Turkey's Constitutional Court (AYM) ruled that a woman's rights were violated when she was condemned to home detention for staging a sit-in protest and hunger strike in protest of the dismissal of her husband from his public post.

A group of workers sacked with a state of emergency decree stage a sitting protest in Istanbul in this file photo.

Duvar English

Turkey's Constitutional Court (AYM) ruled that a lower court's ruling to detain Esra Özkan Özakça at her home for staging a sit-in protest and hunger strike, to be a violation of her rights, and she will receive 20,000 Turkish liras in damages. 

Sacked with a state of emergency decree in 2016, Özakça's detention was executed without "overwhelming evidence that a crime was committed," the court ruled, as her only "criminal activity" was her peaceful protest. 

Özakça's sit-in protest and hunger strike were mere practices of her right to freedom of expression the court said.

Özakça started her protests to fight against her husband's detention for protesting his being discharged from his public post following the 2016 coup attempt, after which Ankara sacked thousands of public servants in an attempt to "cleanse the state of coup plotters."

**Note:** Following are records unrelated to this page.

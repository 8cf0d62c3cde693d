//! Network-facing interface server.
//!
//! Couples three things: the lifecycle state machine spanning the worker
//! threads, the framed control protocol demultiplexed out of the control
//! socket, and the dual-socket data path where acquisitions flow either
//! inline on the control connection or on a dedicated bulk socket,
//! mutually exclusive per session.

mod control;
mod data;
mod lifecycle;
mod net;
mod state;

pub use lifecycle::InterfaceServer;
pub use state::State;

use crate::error::{Error, Result};
use state::Shared;
use std::sync::atomic::Ordering;

/// Map a finished session body onto a lifecycle request.
///
/// Scope failures mean the device is unhealthy and destroy the server;
/// network and protocol failures stop it. Errors observed while a
/// disconnect is already tearing the session down are the expected wakeup
/// of a parked socket call and must not escalate.
pub(crate) fn finish_session(shared: &Shared, which: &str, result: Result<()>) {
    match result {
        Ok(()) => log::debug!("{} session finished", which),
        Err(e) if shared.disconnect_called.load(Ordering::SeqCst) => {
            log::debug!("{} session unblocked during shutdown: {}", which, e);
        }
        Err(Error::Scope(msg)) => {
            log::warn!("Scope failure in {} session, destroying server: {}", which, msg);
            shared.request(State::Destroyed);
        }
        Err(e) => {
            log::info!("{} session error, stopping server: {}", which, e);
            shared.request(State::Stopped);
        }
    }
}
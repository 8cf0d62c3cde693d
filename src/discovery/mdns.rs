//! mDNS/DNS-SD advertiser backend.

use super::Advertiser;
use crate::error::{Error, Result};
use mdns_sd::{ServiceDaemon, ServiceInfo};
use std::collections::HashMap;
use std::thread;

/// Hostname published alongside the service record. Addresses are
/// auto-detected per interface, so the literal only has to be unique-ish.
const HOST_NAME: &str = "tarang-io.local.";

/// Advertiser backed by the `mdns-sd` responder.
pub struct MdnsAdvertiser {
    daemon: ServiceDaemon,
    txt: HashMap<String, String>,
    fullname: Option<String>,
}

impl MdnsAdvertiser {
    /// Start the responder. `txt` becomes the TXT record of every
    /// subsequent registration.
    pub fn new(txt: HashMap<String, String>) -> Result<Self> {
        let daemon = ServiceDaemon::new().map_err(|e| Error::Advertiser(e.to_string()))?;

        // Daemon events (registering / collision / failure) are
        // informational only; drain them to the log.
        if let Ok(events) = daemon.monitor() {
            thread::Builder::new()
                .name("tarang.mdns.events".to_string())
                .spawn(move || {
                    while let Ok(event) = events.recv() {
                        log::debug!("mdns daemon event: {:?}", event);
                    }
                })?;
        }

        Ok(MdnsAdvertiser {
            daemon,
            txt,
            fullname: None,
        })
    }
}

impl Advertiser for MdnsAdvertiser {
    fn register(&mut self, name: &str, service_type: &str, port: u16) -> Result<()> {
        let info = ServiceInfo::new(service_type, name, HOST_NAME, "", port, self.txt.clone())
            .map_err(|e| Error::Advertiser(e.to_string()))?
            .enable_addr_auto();
        let fullname = info.get_fullname().to_string();

        self.daemon
            .register(info)
            .map_err(|e| Error::Advertiser(e.to_string()))?;
        self.fullname = Some(fullname);

        log::info!("Zeroconf service registered: {} on port {}", name, port);
        Ok(())
    }

    fn unregister(&mut self) -> Result<()> {
        match self.fullname.take() {
            Some(fullname) => {
                self.daemon
                    .unregister(&fullname)
                    .map_err(|e| Error::Advertiser(e.to_string()))?;
                log::debug!("Zeroconf service unregistered");
                Ok(())
            }
            None => {
                log::debug!("Service already unregistered");
                Ok(())
            }
        }
    }
}

impl Drop for MdnsAdvertiser {
    fn drop(&mut self) {
        let _ = self.unregister();
        let _ = self.daemon.shutdown();
    }
}
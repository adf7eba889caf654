//! CLI argument definitions for the BOM generator.
//!
//! Kept apart from the entrypoint so that parsing can be tested without
//! touching the filesystem.

use crate::manifest::ManifestStyle;
use crate::pipeline::RunOptions;
use camino::Utf8PathBuf;
use clap::Parser;
use directories_next::BaseDirs;
use log::LevelFilter;

/// Default location of the built distribution archives.
pub const DEFAULT_DISTS_DIR: &str = "tomee/apache-tomee/target";

/// Default output directory for the generated BOMs.
pub const DEFAULT_OUTPUT_DIR: &str = "boms";

/// Generate TomEE BOMs from distribution archives.
#[derive(Parser, Debug, Clone, Default)]
#[command(name = "bomgen")]
#[command(version, about)]
#[command(long_about = concat!(
    "Generate one BOM per TomEE server distribution.\n\n",
    "Every jar packaged in each apache-tomee-*.zip archive is mapped back to ",
    "its Maven coordinate, using a table of known renames first and the ",
    "layout of the local Maven repository second. If any jar cannot be ",
    "mapped, no BOM is written and every unmapped jar is reported.",
))]
#[command(after_help = concat!(
    "EXAMPLES:\n",
    "  Generate BOMs from a fresh build:\n",
    "    $ bomgen\n\n",
    "  Check that every jar maps without writing anything:\n",
    "    $ bomgen --dry-run\n\n",
    "  Emit dependencyManagement entries instead of exclusion-pinned BOMs:\n",
    "    $ bomgen --style managed --output target/managed",
))]
pub struct Cli {
    /// Directory holding the distribution archives.
    #[arg(long, value_name = "DIR", default_value = DEFAULT_DISTS_DIR)]
    pub dists: Utf8PathBuf,

    /// Local Maven repository [default: ~/.m2/repository].
    #[arg(short, long, value_name = "DIR")]
    pub repository: Option<Utf8PathBuf>,

    /// Directory the BOMs are written under.
    #[arg(short, long, value_name = "DIR", default_value = DEFAULT_OUTPUT_DIR)]
    pub output: Utf8PathBuf,

    /// POM template to use instead of the built-in one.
    #[arg(short, long, value_name = "FILE")]
    pub template: Option<Utf8PathBuf>,

    /// Configuration file (bomgen.toml).
    #[arg(short, long, value_name = "FILE")]
    pub config: Option<Utf8PathBuf>,

    /// Dependency rendering style.
    #[arg(long, value_enum, default_value_t)]
    pub style: ManifestStyle,

    /// Reconcile and verify without writing any BOM.
    #[arg(long)]
    pub dry_run: bool,

    /// Print the run report as JSON.
    #[arg(long)]
    pub json: bool,

    /// Increase log verbosity (repeatable: -v, -vv, -vvv).
    #[arg(
        short,
        long = "verbose",
        action = clap::ArgAction::Count,
        conflicts_with = "quiet"
    )]
    pub verbosity: u8,

    /// Only log errors.
    #[arg(short, long, conflicts_with = "verbosity")]
    pub quiet: bool,
}

impl Cli {
    /// Log level selected by `-v` and `-q`.
    ///
    /// # Examples
    ///
    /// ```
    /// use bomgen_generator::cli::Cli;
    /// use clap::Parser;
    /// use log::LevelFilter;
    ///
    /// let cli = Cli::parse_from(["bomgen", "-vv"]);
    /// assert_eq!(cli.log_level(), LevelFilter::Debug);
    /// ```
    #[must_use]
    pub const fn log_level(&self) -> LevelFilter {
        if self.quiet {
            return LevelFilter::Error;
        }
        match self.verbosity {
            0 => LevelFilter::Warn,
            1 => LevelFilter::Info,
            2 => LevelFilter::Debug,
            _ => LevelFilter::Trace,
        }
    }

    /// Translate the parsed arguments into pipeline options.
    #[must_use]
    pub fn run_options(&self) -> RunOptions {
        RunOptions {
            dists_dir: self.dists.clone(),
            repository: self
                .repository
                .clone()
                .unwrap_or_else(default_repository_dir),
            output_dir: self.output.clone(),
            template: self.template.clone(),
            style: self.style,
            dry_run: self.dry_run,
        }
    }
}

/// `~/.m2/repository`, or a relative `.m2/repository` when the home
/// directory cannot be determined.
#[must_use]
pub fn default_repository_dir() -> Utf8PathBuf {
    let relative = Utf8PathBuf::from(".m2").join("repository");
    BaseDirs::new()
        .and_then(|dirs| Utf8PathBuf::from_path_buf(dirs.home_dir().to_path_buf()).ok())
        .map_or(relative.clone(), |home| home.join(&relative))
}

#[cfg(test)]
#[path = "cli_tests.rs"]
mod tests;
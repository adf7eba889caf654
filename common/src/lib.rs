//! Maven coordinate types shared by the BOM generator crates.

pub mod coordinate;
pub mod version;

pub use coordinate::Coordinate;
pub use version::{PLATFORM_VERSION, PROJECT_VERSION, VersionSpec};
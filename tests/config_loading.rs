//! Behaviour-driven tests for `bomgen.toml` loading.

use std::cell::RefCell;
use std::fs;

use bomgen::{ConfigError, GeneratorConfig};
use camino::Utf8PathBuf;
use rstest::fixture;
use rstest_bdd_macros::{given, scenario, then, when};
use tempfile::TempDir;

struct ConfigFile {
    _dir: TempDir,
    path: Utf8PathBuf,
}

#[fixture]
fn config_file() -> RefCell<Option<ConfigFile>> {
    RefCell::new(None)
}

#[fixture]
fn load_result() -> RefCell<Option<Result<GeneratorConfig, ConfigError>>> {
    RefCell::new(None)
}

fn prepare(contents: Option<&str>) -> ConfigFile {
    let dir = TempDir::new().expect("temp dir");
    let path = Utf8PathBuf::from_path_buf(dir.path().join("bomgen.toml")).expect("utf-8 path");
    if let Some(contents) = contents {
        fs::write(&path, contents).expect("write configuration");
    }
    ConfigFile { _dir: dir, path }
}

fn loaded(load_result: &RefCell<Option<Result<GeneratorConfig, ConfigError>>>) -> GeneratorConfig {
    match load_result.borrow().as_ref() {
        Some(Ok(config)) => config.clone(),
        Some(Err(error)) => panic!("expected configuration loading to succeed: {error}"),
        None => panic!("configuration should be loaded"),
    }
}

#[given("no configuration file is given")]
fn no_file(config_file: &RefCell<Option<ConfigFile>>) {
    config_file.borrow_mut().take();
}

#[given("a configuration file setting the release line to \"{line}\"")]
fn release_line_override(config_file: &RefCell<Option<ConfigFile>>, line: String) {
    let contents = format!("release_line = \"{line}\"\n");
    config_file.borrow_mut().replace(prepare(Some(&contents)));
}

#[given("a configuration file containing \"{contents}\"")]
fn raw_contents(config_file: &RefCell<Option<ConfigFile>>, contents: String) {
    config_file.borrow_mut().replace(prepare(Some(&contents)));
}

#[given("a configuration file that does not exist")]
fn missing_file(config_file: &RefCell<Option<ConfigFile>>) {
    config_file.borrow_mut().replace(prepare(None));
}

#[when("the configuration is loaded")]
fn load(
    config_file: &RefCell<Option<ConfigFile>>,
    load_result: &RefCell<Option<Result<GeneratorConfig, ConfigError>>>,
) {
    let file = config_file.borrow();
    let outcome = GeneratorConfig::load(file.as_ref().map(|file| file.path.as_path()));
    load_result.borrow_mut().replace(outcome);
}

#[then("the release line is \"{expected}\"")]
fn assert_release_line(
    load_result: &RefCell<Option<Result<GeneratorConfig, ConfigError>>>,
    expected: String,
) {
    assert_eq!(loaded(load_result).release_line, expected);
}

#[then("\"{name}\" is excluded")]
fn assert_excluded(
    load_result: &RefCell<Option<Result<GeneratorConfig, ConfigError>>>,
    name: String,
) {
    assert!(loaded(load_result).is_excluded(&name));
}

#[then("a configuration error mentioning \"{snippet}\" is reported")]
fn assert_error_with_snippet(
    load_result: &RefCell<Option<Result<GeneratorConfig, ConfigError>>>,
    snippet: String,
) {
    let borrow = load_result.borrow();
    match borrow.as_ref() {
        Some(Err(error)) => {
            let message = error.to_string();
            assert!(
                message.contains(snippet.as_str()),
                "expected error '{message}' to mention '{snippet}'",
            );
        }
        Some(Ok(config)) => {
            panic!("expected configuration loading to fail but succeeded with {config:?}")
        }
        None => panic!("configuration should be loaded"),
    }
}

#[scenario("tests/features/config_loading.feature", index = 0)]
fn scenario_defaults(
    config_file: RefCell<Option<ConfigFile>>,
    load_result: RefCell<Option<Result<GeneratorConfig, ConfigError>>>,
) {
    let _ = (config_file, load_result);
}

#[scenario("tests/features/config_loading.feature", index = 1)]
fn scenario_override(
    config_file: RefCell<Option<ConfigFile>>,
    load_result: RefCell<Option<Result<GeneratorConfig, ConfigError>>>,
) {
    let _ = (config_file, load_result);
}

#[scenario("tests/features/config_loading.feature", index = 2)]
fn scenario_unknown_keys(
    config_file: RefCell<Option<ConfigFile>>,
    load_result: RefCell<Option<Result<GeneratorConfig, ConfigError>>>,
) {
    let _ = (config_file, load_result);
}

#[scenario("tests/features/config_loading.feature", index = 3)]
fn scenario_missing_file(
    config_file: RefCell<Option<ConfigFile>>,
    load_result: RefCell<Option<Result<GeneratorConfig, ConfigError>>>,
) {
    let _ = (config_file, load_result);
}
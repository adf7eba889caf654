//! Constraint requiring a named claim to be present on a token.
//!
//! [`RequireClaim`] is configured with a claim name and checks any
//! [`ClaimSource`]. The claim's value and type are irrelevant; only its
//! presence is checked.
//!
//! ```
//! use require_claim::RequireClaim;
//! use serde_json::json;
//! use std::collections::HashMap;
//!
//! let token = HashMap::from([("sub".to_owned(), json!("alice"))]);
//!
//! assert!(RequireClaim::new("sub").is_valid(&token));
//! assert!(!RequireClaim::new("aud").is_valid(&token));
//! ```

mod source;

pub use source::ClaimSource;

use thiserror::Error;

/// Message template used when no custom message is configured.
pub const DEFAULT_MESSAGE: &str = "The '{value}' claim is required";

/// A required claim was absent from the token.
#[derive(Debug, Clone, PartialEq, Eq, Error)]
#[error("{message}")]
pub struct MissingClaim {
    /// Name of the missing claim.
    pub claim: String,
    /// Rendered violation message.
    pub message: String,
}

/// Requires the configured claim to be present.
#[derive(Debug, Clone, PartialEq, Eq)]
pub struct RequireClaim {
    claim: String,
    message: String,
}

impl RequireClaim {
    /// Require the claim called `claim`, reporting [`DEFAULT_MESSAGE`].
    #[must_use]
    pub fn new(claim: impl Into<String>) -> Self {
        Self {
            claim: claim.into(),
            message: DEFAULT_MESSAGE.to_owned(),
        }
    }

    /// Replace the violation message template. `{value}` is replaced with
    /// the claim name.
    #[must_use]
    pub fn with_message(mut self, template: impl Into<String>) -> Self {
        self.message = template.into();
        self
    }

    /// The violation message with the claim name interpolated.
    #[must_use]
    pub fn message(&self) -> String {
        self.message.replace("{value}", &self.claim)
    }

    /// Returns true iff `token` carries the claim.
    #[must_use]
    pub fn is_valid<T: ClaimSource + ?Sized>(&self, token: &T) -> bool {
        token.claim(&self.claim).is_some()
    }

    /// Check `token`, describing the violation on failure.
    ///
    /// # Errors
    ///
    /// Returns [`MissingClaim`] when the claim is absent.
    pub fn validate<T: ClaimSource + ?Sized>(&self, token: &T) -> Result<(), MissingClaim> {
        if self.is_valid(token) {
            return Ok(());
        }
        Err(MissingClaim {
            claim: self.claim.clone(),
            message: self.message(),
        })
    }
}
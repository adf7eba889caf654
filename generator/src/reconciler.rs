//! Mapping of packaged jars back to Maven coordinates.
//!
//! Each jar name goes through the exception table first, then structural
//! inference from the local repository. A jar that neither can map is
//! recorded as unresolved; the reconciler never guesses a coordinate from
//! partial information.

use crate::distribution::{Distribution, DistributionName};
use crate::exceptions::{ExceptionTable, Rule};
use crate::repository::RepositoryIndex;
use bomgen::GeneratorConfig;
use bomgen_common::Coordinate;
use camino::Utf8PathBuf;
use log::{info, trace};

/// Where a resolved coordinate came from.
#[derive(Debug, Clone, PartialEq, Eq)]
pub enum Source {
    /// A rule in the exception table.
    Exception(Rule),
    /// Structural inference from this file in the local repository.
    Repository(Utf8PathBuf),
}

/// Outcome of resolving one jar name.
#[derive(Debug, Clone, PartialEq, Eq)]
pub enum Resolution {
    /// The jar maps to `coordinate`.
    Resolved {
        /// The mapped coordinate.
        coordinate: Coordinate,
        /// The rule or repository file that produced it.
        source: Source,
    },
    /// No rule or repository file matched.
    Unresolved,
}

impl Resolution {
    /// The coordinate, if resolved.
    #[must_use]
    pub fn coordinate(&self) -> Option<&Coordinate> {
        match self {
            Self::Resolved { coordinate, .. } => Some(coordinate),
            Self::Unresolved => None,
        }
    }
}

/// Resolves jar names against an exception table and a repository index.
#[derive(Debug, Clone, Copy)]
pub struct Reconciler<'a> {
    config: &'a GeneratorConfig,
    exceptions: &'a ExceptionTable,
    index: &'a RepositoryIndex,
}

impl<'a> Reconciler<'a> {
    /// Create a reconciler over borrowed, read-only lookup tables.
    #[must_use]
    pub const fn new(
        config: &'a GeneratorConfig,
        exceptions: &'a ExceptionTable,
        index: &'a RepositoryIndex,
    ) -> Self {
        Self {
            config,
            exceptions,
            index,
        }
    }

    /// Resolve a single jar file name.
    #[must_use]
    pub fn resolve(&self, name: &str) -> Resolution {
        if let Some((coordinate, rule)) = self.exceptions.lookup(name) {
            trace!("{name} -> {coordinate} ({rule:?})");
            return Resolution::Resolved {
                coordinate,
                source: Source::Exception(rule),
            };
        }

        match self.index.resolve(name) {
            Some((coordinate, path)) => {
                trace!("{name} -> {coordinate} ({path})");
                Resolution::Resolved {
                    coordinate,
                    source: Source::Repository(path.to_owned()),
                }
            }
            None => {
                trace!("{name} -> unresolved");
                Resolution::Unresolved
            }
        }
    }

    /// Reconcile every jar packaged in `archive`.
    ///
    /// Excluded names are skipped. Every other entry ends up in exactly one
    /// of the distribution's coordinate list or unresolved list.
    #[must_use]
    pub fn reconcile(&self, archive: &str, entries: &[String]) -> Distribution {
        let mut coordinates = Vec::new();
        let mut unresolved = Vec::new();

        for entry in entries {
            if self.config.is_excluded(entry) {
                trace!("{entry} excluded");
                continue;
            }
            match self.resolve(entry) {
                Resolution::Resolved { coordinate, .. } => coordinates.push(coordinate),
                Resolution::Unresolved => unresolved.push(entry.clone()),
            }
        }

        info!(
            "{archive}: {} coordinates, {} unresolved",
            coordinates.len(),
            unresolved.len()
        );

        let name = DistributionName::from_archive(archive, &self.config.name_prefix);
        Distribution::new(archive, name, coordinates, unresolved)
    }
}

#[cfg(test)]
mod tests {
    use super::*;
    use rstest::{fixture, rstest};

    struct Tables {
        config: GeneratorConfig,
        exceptions: ExceptionTable,
        index: RepositoryIndex,
    }

    impl Tables {
        fn reconciler(&self) -> Reconciler<'_> {
            Reconciler::new(&self.config, &self.exceptions, &self.index)
        }
    }

    #[fixture]
    fn tables() -> Tables {
        let config = GeneratorConfig::default();
        let exceptions = ExceptionTable::new(&config);
        let mut index = RepositoryIndex::new("/m2");
        index.insert(Utf8PathBuf::from(
            "/m2/org/apache/xbean/xbean-naming/4.14/xbean-naming-4.14.jar",
        ));
        index.insert(Utf8PathBuf::from(
            "/m2/org/apache/tomcat/tomcat-catalina/9.0.37/catalina.jar",
        ));
        Tables {
            config,
            exceptions,
            index,
        }
    }

    #[rstest]
    fn exception_table_wins_over_repository(tables: Tables) {
        let resolution = tables.reconciler().resolve("catalina.jar");

        assert_eq!(
            resolution,
            Resolution::Resolved {
                coordinate: Coordinate::new(
                    "org.apache.tomcat",
                    "tomcat-catalina",
                    bomgen_common::VersionSpec::platform()
                ),
                source: Source::Exception(Rule::ExactName),
            }
        );
    }

    #[rstest]
    fn falls_back_to_structural_inference(tables: Tables) {
        let resolution = tables.reconciler().resolve("xbean-naming-4.14.jar");

        let coordinate = resolution.coordinate().expect("resolved");
        assert_eq!(coordinate.to_string(), "org.apache.xbean:xbean-naming:4.14");
        assert!(matches!(
            resolution,
            Resolution::Resolved {
                source: Source::Repository(_),
                ..
            }
        ));
    }

    #[rstest]
    fn unknown_names_are_unresolved(tables: Tables) {
        assert_eq!(
            tables.reconciler().resolve("mystery-1.0.jar"),
            Resolution::Unresolved
        );
    }

    #[rstest]
    fn reconcile_partitions_entries(tables: Tables) {
        let entries: Vec<String> = [
            "xbean-naming-4.14.jar",
            "bootstrap.jar",
            "mystery-1.0.jar",
            "commons-daemon.jar",
            "tomcat-i18n-ja.jar",
        ]
        .iter()
        .map(|name| (*name).to_owned())
        .collect();

        let distribution = tables
            .reconciler()
            .reconcile("apache-tomee-plus-8.0.6.zip", &entries);

        let keys: Vec<String> = distribution
            .coordinates()
            .iter()
            .map(Coordinate::key)
            .collect();
        assert_eq!(
            keys,
            ["commons-daemon:commons-daemon", "org.apache.xbean:xbean-naming"]
        );
        assert_eq!(distribution.unresolved(), ["mystery-1.0.jar"]);
        assert_eq!(distribution.name().short(), "tomee-plus");
    }

    #[rstest]
    fn resolved_and_unresolved_are_disjoint(tables: Tables) {
        let entries = vec!["mystery-1.0.jar".to_owned(), "catalina.jar".to_owned()];

        let distribution = tables
            .reconciler()
            .reconcile("apache-tomee-plume-8.0.6.zip", &entries);

        for name in distribution.unresolved() {
            assert!(tables.reconciler().resolve(name).coordinate().is_none());
        }
        assert_eq!(
            distribution.coordinates().len() + distribution.unresolved().len(),
            entries.len()
        );
    }
}
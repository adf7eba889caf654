//! Hand-maintained mapping rules for jars that cannot be inferred.
//!
//! Many jars in a server distribution are renamed or shipped without a
//! version. Nearly every Tomcat `catalina-foo.jar`, for example, is
//! published to Maven Central as `tomcat-foo`. The Eclipse compiler jar
//! that Tomcat bundles is never published at the bundled version at all.
//!
//! Exact-name rules form an immutable map, so a name can match at most one
//! of them. Prefix families are consulted only when no exact rule matches.
//! The families use disjoint prefixes, so their order does not matter.

use bomgen::GeneratorConfig;
use bomgen_common::{Coordinate, VersionSpec};
use once_cell::sync::Lazy;
use serde::Serialize;
use std::collections::HashMap;

const TOMCAT_GROUP: &str = "org.apache.tomcat";
const TOMEE_GROUP: &str = "org.apache.tomee";

/// Prefix of the Eclipse compiler jar (`ecj-4.12.jar` and friends).
const ECJ_PREFIX: &str = "ecj-";

/// Prefixes of jars built by this project.
const PROJECT_PREFIXES: [&str; 2] = ["openejb-", "tomee-"];

#[derive(Clone, Copy)]
enum Pin {
    Literal(&'static str),
    Project,
    Platform,
}

impl Pin {
    fn version(self) -> VersionSpec {
        match self {
            Self::Literal(version) => VersionSpec::literal(version),
            Self::Project => VersionSpec::project(),
            Self::Platform => VersionSpec::platform(),
        }
    }
}

/// `(file name, group, artifact, version)` for every exact-name rule.
const EXACT_RULES: &[(&str, &str, &str, Pin)] = &[
    ("commons-daemon.jar", "commons-daemon", "commons-daemon", Pin::Literal("1.1.0")),
    ("tomcat-juli.jar", TOMEE_GROUP, "tomee-juli", Pin::Project),
    ("openejb-javaagent.jar", TOMEE_GROUP, "openejb-javaagent", Pin::Project),
    ("catalina-ha.jar", TOMCAT_GROUP, "tomcat-catalina-ha", Pin::Platform),
    ("catalina-storeconfig.jar", TOMCAT_GROUP, "tomcat-storeconfig", Pin::Platform),
    ("catalina-tribes.jar", TOMCAT_GROUP, "tomcat-tribes", Pin::Platform),
    ("catalina-ssi.jar", TOMCAT_GROUP, "tomcat-ssi", Pin::Platform),
    ("catalina.jar", TOMCAT_GROUP, "tomcat-catalina", Pin::Platform),
    ("el-api.jar", TOMCAT_GROUP, "tomcat-el-api", Pin::Platform),
    ("jasper-el.jar", TOMCAT_GROUP, "tomcat-jasper-el", Pin::Platform),
    ("jasper.jar", TOMCAT_GROUP, "tomcat-jasper", Pin::Platform),
    ("jaspic-api.jar", TOMCAT_GROUP, "tomcat-jaspic-api", Pin::Platform),
    ("servlet-api.jar", TOMCAT_GROUP, "tomcat-servlet-api", Pin::Platform),
    ("websocket-api.jar", TOMCAT_GROUP, "tomcat-websocket-api", Pin::Platform),
    ("jsp-api.jar", TOMCAT_GROUP, "tomcat-jsp-api", Pin::Platform),
    ("tomcat-coyote.jar", TOMCAT_GROUP, "tomcat-coyote", Pin::Platform),
    ("tomcat-dbcp.jar", TOMCAT_GROUP, "tomcat-dbcp", Pin::Platform),
    ("tomcat-api.jar", TOMCAT_GROUP, "tomcat-api", Pin::Platform),
    ("tomcat-websocket.jar", TOMCAT_GROUP, "tomcat-websocket", Pin::Platform),
    ("tomcat-util.jar", TOMCAT_GROUP, "tomcat-util", Pin::Platform),
    ("tomcat-util-scan.jar", TOMCAT_GROUP, "tomcat-util-scan", Pin::Platform),
    ("tomcat-jni.jar", TOMCAT_GROUP, "tomcat-jni", Pin::Platform),
    ("tomcat-jdbc.jar", TOMCAT_GROUP, "tomcat-jdbc", Pin::Platform),
];

static EXACT: Lazy<HashMap<&'static str, Coordinate>> = Lazy::new(|| {
    EXACT_RULES
        .iter()
        .map(|&(name, group, artifact, pin)| {
            (name, Coordinate::new(group, artifact, pin.version()))
        })
        .collect()
});

/// The rule that produced a coordinate.
#[derive(Debug, Clone, Copy, PartialEq, Eq, Serialize)]
#[serde(rename_all = "kebab-case")]
pub enum Rule {
    /// An exact file-name rule.
    ExactName,
    /// The Eclipse compiler family (`ecj-*`).
    EclipseCompiler,
    /// The project module family (`openejb-*`, `tomee-*`).
    ProjectModule,
}

/// Exact-name rules plus the prefix families, configured for one release.
#[derive(Debug, Clone)]
pub struct ExceptionTable {
    release_marker: String,
    binary_suffix: String,
    ecj: Coordinate,
}

impl ExceptionTable {
    /// Build the table for the configured release line.
    #[must_use]
    pub fn new(config: &GeneratorConfig) -> Self {
        Self {
            release_marker: format!("-{}", config.release_line),
            binary_suffix: format!(".{}", config.binary_extension),
            ecj: Coordinate::new("org.eclipse.jdt", "ecj", config.ecj_version.as_str()),
        }
    }

    /// Look up `name` in the exact table, then the prefix families.
    ///
    /// # Examples
    ///
    /// ```
    /// use bomgen::GeneratorConfig;
    /// use bomgen_generator::exceptions::{ExceptionTable, Rule};
    ///
    /// let table = ExceptionTable::new(&GeneratorConfig::default());
    /// let (coordinate, rule) = table.lookup("openejb-core-8.0.6.jar").expect("project jar");
    /// assert_eq!(coordinate.to_string(), "org.apache.tomee:openejb-core:${project.version}");
    /// assert_eq!(rule, Rule::ProjectModule);
    /// ```
    #[must_use]
    pub fn lookup(&self, name: &str) -> Option<(Coordinate, Rule)> {
        if let Some(coordinate) = EXACT.get(name) {
            return Some((coordinate.clone(), Rule::ExactName));
        }

        if name.starts_with(ECJ_PREFIX) {
            return Some((self.ecj.clone(), Rule::EclipseCompiler));
        }

        if PROJECT_PREFIXES.iter().any(|prefix| name.starts_with(prefix)) {
            let artifact = self.trim_release(name);
            return Some((
                Coordinate::new(TOMEE_GROUP, artifact, VersionSpec::project()),
                Rule::ProjectModule,
            ));
        }

        None
    }

    /// Strip everything from the release marker onwards, or just the binary
    /// extension when the name carries no release version.
    fn trim_release<'a>(&self, name: &'a str) -> &'a str {
        match name.find(&self.release_marker) {
            Some(end) => name.get(..end).unwrap_or(name),
            None => name.strip_suffix(&self.binary_suffix).unwrap_or(name),
        }
    }
}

Özakça's detention was a violation of her human right to freedom, AYM ruled, adding that the constitutional right to temporarily suspend human rights doesn't give the state endless authority.

Whether the state will adhere to the top court's ruling remains unknown, as members of the ruling Justice and Development Party (AKP) have been reluctant to implement decisions from superior legal tribunals, even the European Court of Human Rights (ECHR).